Having such a writ executed on you means that, with a standard 24-hour notice, you will be made to vacate the place that you live, and that the place that you live will be secured against your re-entry. Your stuff is pretty much up for grabs.

Such writs are usually levied for nonpayment of rent. In Cuyler's case, somewhat unusually, it came in the midst of the foreclosure suit.

A judge sends the writ to the constable's office, and the constable places a written warning on the door of the dwelling in question, advising the occupant of the date and time at which the writ is to be executed. Twenty-four hours later, the writ comes down.

Louis Gonzales, a deputy constable in Precinct Six, executes these things all the time. Here, he says, is how it's supposed to work:

"If the tenant is there and they haven't removed anything, the deputy constable will ask the tenant, 'Okay, you have these things here. Do you have somewhere that they can go?' You're going to have a right to say where these things can go. If he doesn't have any type of arrangements made to remove these items, it's up to the landlord to decide….A lot of times a bonded warehouse is called out to look at the items for removal.
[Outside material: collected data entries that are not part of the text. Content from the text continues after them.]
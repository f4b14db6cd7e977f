use std::sync::Arc;

use anyhow::{bail, Context, Result};
use catalog::{strip_control, CardTile, FilterPatch, ListingRow, PowerInput};
use clap::{Parser, Subcommand};
use client_core::{
    controller::{PasswordRequirements, ToastKind, UiEvent, View},
    load_settings, MarketClient, MarketplaceController,
};
use shared::{domain::Card, protocol::SortBy};
use tracing_subscriber::EnvFilter;

#[derive(Parser, Debug)]
#[command(about = "Browse and trade on the card marketplace")]
struct Cli {
    /// Overrides `base_url` from market.toml and the environment.
    #[arg(long)]
    base_url: Option<String>,
    #[arg(long, env = "MARKET_EMAIL")]
    email: Option<String>,
    #[arg(long, env = "MARKET_PASSWORD", hide_env_values = true)]
    password: Option<String>,
    #[command(subcommand)]
    command: Command,
}

#[derive(Subcommand, Debug)]
enum Command {
    /// Search and filter the card catalog.
    Templates {
        #[arg(long)]
        search: Option<String>,
        #[arg(long)]
        faction: Option<String>,
        #[arg(long)]
        rarity: Option<String>,
        #[arg(long)]
        power_min: Option<String>,
        #[arg(long)]
        power_max: Option<String>,
        #[arg(long, default_value_t = 1)]
        page: usize,
        #[arg(long)]
        sort: Option<String>,
        /// Print the visible page as JSON.
        #[arg(long)]
        json: bool,
    },
    Listings {
        name: String,
    },
    Buy {
        name: String,
        number: i64,
    },
    Sell {
        name: String,
        number: i64,
        price: String,
    },
    Quicksell {
        name: String,
        number: i64,
    },
    Packs,
    OpenPack {
        name: String,
    },
    Collection,
    Balance,
    Register {
        username: String,
        email: String,
        password: String,
        #[arg(long)]
        confirm: Option<String>,
    },
    /// Report which password rules a candidate meets.
    CheckPassword {
        password: String,
    },
}

fn clean(text: &str) -> String {
    strip_control(text)
}

fn print_cards(cards: &[Card]) {
    if cards.is_empty() {
        println!("(no cards)");
    }
    for card in cards {
        println!(
            "#{:<5} {} [{}] {} power {}",
            card.number,
            clean(&card.card_template.name),
            clean(&card.card_template.faction),
            clean(&card.card_template.rarity),
            card.card_template.power
        );
    }
}

async fn ensure_catalog(controller: &mut MarketplaceController<MarketClient>) -> Result<()> {
    if controller.state().catalog.snapshot().is_empty() {
        controller.load_templates().await?;
    }
    Ok(())
}

fn report(events: &[UiEvent]) {
    for event in events {
        if let UiEvent::Toast(toast) = event {
            if toast.kind == ToastKind::Success {
                eprintln!("{}", clean(&toast.message));
            }
        }
    }
}

#[tokio::main]
async fn main() -> Result<()> {
    tracing_subscriber::fmt()
        .with_env_filter(
            EnvFilter::try_from_default_env().unwrap_or_else(|_| EnvFilter::new("info")),
        )
        .with_writer(std::io::stderr)
        .init();
    let cli = Cli::parse();

    if let Command::CheckPassword { password } = &cli.command {
        let report = PasswordRequirements::check(password);
        if report.is_satisfied() {
            println!("password meets all requirements");
        } else {
            for rule in report.unmet() {
                println!("missing: {rule}");
            }
        }
        return Ok(());
    }

    let mut settings = load_settings();
    if let Some(base_url) = cli.base_url.as_deref() {
        settings.base_url = base_url.trim().trim_end_matches('/').to_string();
    }
    if let Command::Templates {
        sort: Some(sort), ..
    } = &cli.command
    {
        settings.default_sort = match SortBy::parse(sort) {
            Some(sort) => sort,
            None => bail!("unknown sort field '{sort}'"),
        };
    }

    let client = MarketClient::from_settings(&settings)
        .with_context(|| format!("invalid backend url {}", settings.base_url))?;
    tracing::debug!(base_url = %settings.base_url, sort = %settings.default_sort, "marketplace client ready");
    let mut controller = MarketplaceController::new(Arc::new(client), settings);
    let events = controller.events();

    if let (Some(email), Some(password)) = (cli.email.as_deref(), cli.password.as_deref()) {
        let outcome = controller.sign_in(email, password).await;
        report(&events.try_iter().collect::<Vec<_>>());
        outcome?;
    }

    let outcome = run(&mut controller, cli.command).await;
    controller.pump_client_events();
    report(&events.try_iter().collect::<Vec<_>>());
    outcome
}

async fn run(controller: &mut MarketplaceController<MarketClient>, command: Command) -> Result<()> {
    match command {
        Command::Templates {
            search,
            faction,
            rarity,
            power_min,
            power_max,
            page,
            sort: _,
            json,
        } => {
            ensure_catalog(controller).await?;

            let mut patch = FilterPatch::default();
            if let Some(faction) = faction {
                patch = patch.faction(faction);
            }
            if let Some(rarity) = rarity {
                patch = patch.rarity(rarity);
            }
            if let Some(raw) = power_min.as_deref() {
                patch = patch.power_min(PowerInput::parse(raw));
            }
            if let Some(raw) = power_max.as_deref() {
                patch = patch.power_max(PowerInput::parse(raw));
            }
            controller.set_filters(patch);
            if let Some(query) = search.as_deref() {
                controller.type_search(query);
                controller.submit_search();
            }
            controller.go_to_page(page);

            let view = controller.state().catalog.view();
            if json {
                println!("{}", serde_json::to_string_pretty(&view.items)?);
                return Ok(());
            }
            println!("{} | {}", view.range_label(), view.page_label());
            for tile in view.items.iter().map(CardTile::from_template) {
                println!(
                    "{} [{}] {} {} power {} | {}",
                    clean(&tile.name),
                    clean(&tile.faction),
                    clean(&tile.rarity),
                    clean(&tile.card_type),
                    tile.power,
                    tile.listings_label
                );
            }
        }
        Command::Listings { name } => {
            ensure_catalog(controller).await?;
            controller.select_template(&name).await?;
            let listings = &controller.state().listings;
            if listings.is_empty() {
                println!("No listings for {}", clean(&name));
            }
            for row in listings.iter().map(ListingRow::from_listing) {
                let seller = if row.first_time_sale {
                    format!("{} (First-time sale)", row.seller)
                } else {
                    row.seller
                };
                println!("{:<6} {:>8} coins  {}", row.card_number, row.price, clean(&seller));
            }
        }
        Command::Buy { name, number } => {
            ensure_catalog(controller).await?;
            controller.select_template(&name).await?;
            controller.buy_card(&name, number).await?;
            if let Some(balance) = controller.state().balance() {
                println!("balance: {balance}");
            }
        }
        Command::Sell {
            name,
            number,
            price,
        } => {
            controller.sell_card(&name, number, &price).await?;
        }
        Command::Quicksell { name, number } => {
            controller.quicksell_card(&name, number).await?;
            if let Some(balance) = controller.state().balance() {
                println!("balance: {balance}");
            }
        }
        Command::Packs => {
            controller.show_view(View::Packs).await?;
            for pack in &controller.state().packs {
                let rates: Vec<String> = pack
                    .drop_rates()
                    .iter()
                    .map(|rate| format!("{} {}", rate.rarity, rate.label()))
                    .collect();
                println!(
                    "{} | {} coins | {} cards | {}",
                    clean(&pack.name),
                    pack.price,
                    pack.number_of_cards,
                    rates.join(", ")
                );
            }
        }
        Command::OpenPack { name } => {
            controller.open_pack(&name).await?;
            print_cards(&controller.state().pack_results);
        }
        Command::Collection => {
            controller.show_view(View::Collection).await?;
            print_cards(&controller.state().collection);
        }
        Command::Balance => {
            if !controller.state().is_logged_in() {
                bail!("Please log in to view your balance");
            }
            controller.refresh_balance().await;
            if let Some(balance) = controller.state().balance() {
                println!("{balance}");
            }
        }
        Command::Register {
            username,
            email,
            password,
            confirm,
        } => {
            let confirm = confirm.unwrap_or_else(|| password.clone());
            controller
                .register(&username, &email, &password, &confirm)
                .await?;
        }
        Command::CheckPassword { .. } => {}
    }
    Ok(())
}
The bonded warehouse will remove items if need be and store them, in the event that the tenant wants to come back and claim them."

Although Texas's property code contains language seemingly designed to give the tenant the upper hand, in practice it doesn't always work out that way, and what case law there is has not supported the apparently obvious intention of the words.

Lawyer Mark J. Grandich, with the Gulf Coast Legal Foundation, filed suit against Marc Seymour, Security Storage and an array of Harris County constables in 1997, on behalf of eight plaintiffs claiming abuse at the hands of this system. Some said they were threatened with arrest simply for being on the scene. Some say Seymour placed ever-shifting and undue conditions upon the return of their property; others, that he refused entirely. Some say they were subject to abusive behavior. Some say they weren't properly served notice. All say they were unable to get satisfaction, either from deputy constables or from Seymour, either the day of the move or thereafter.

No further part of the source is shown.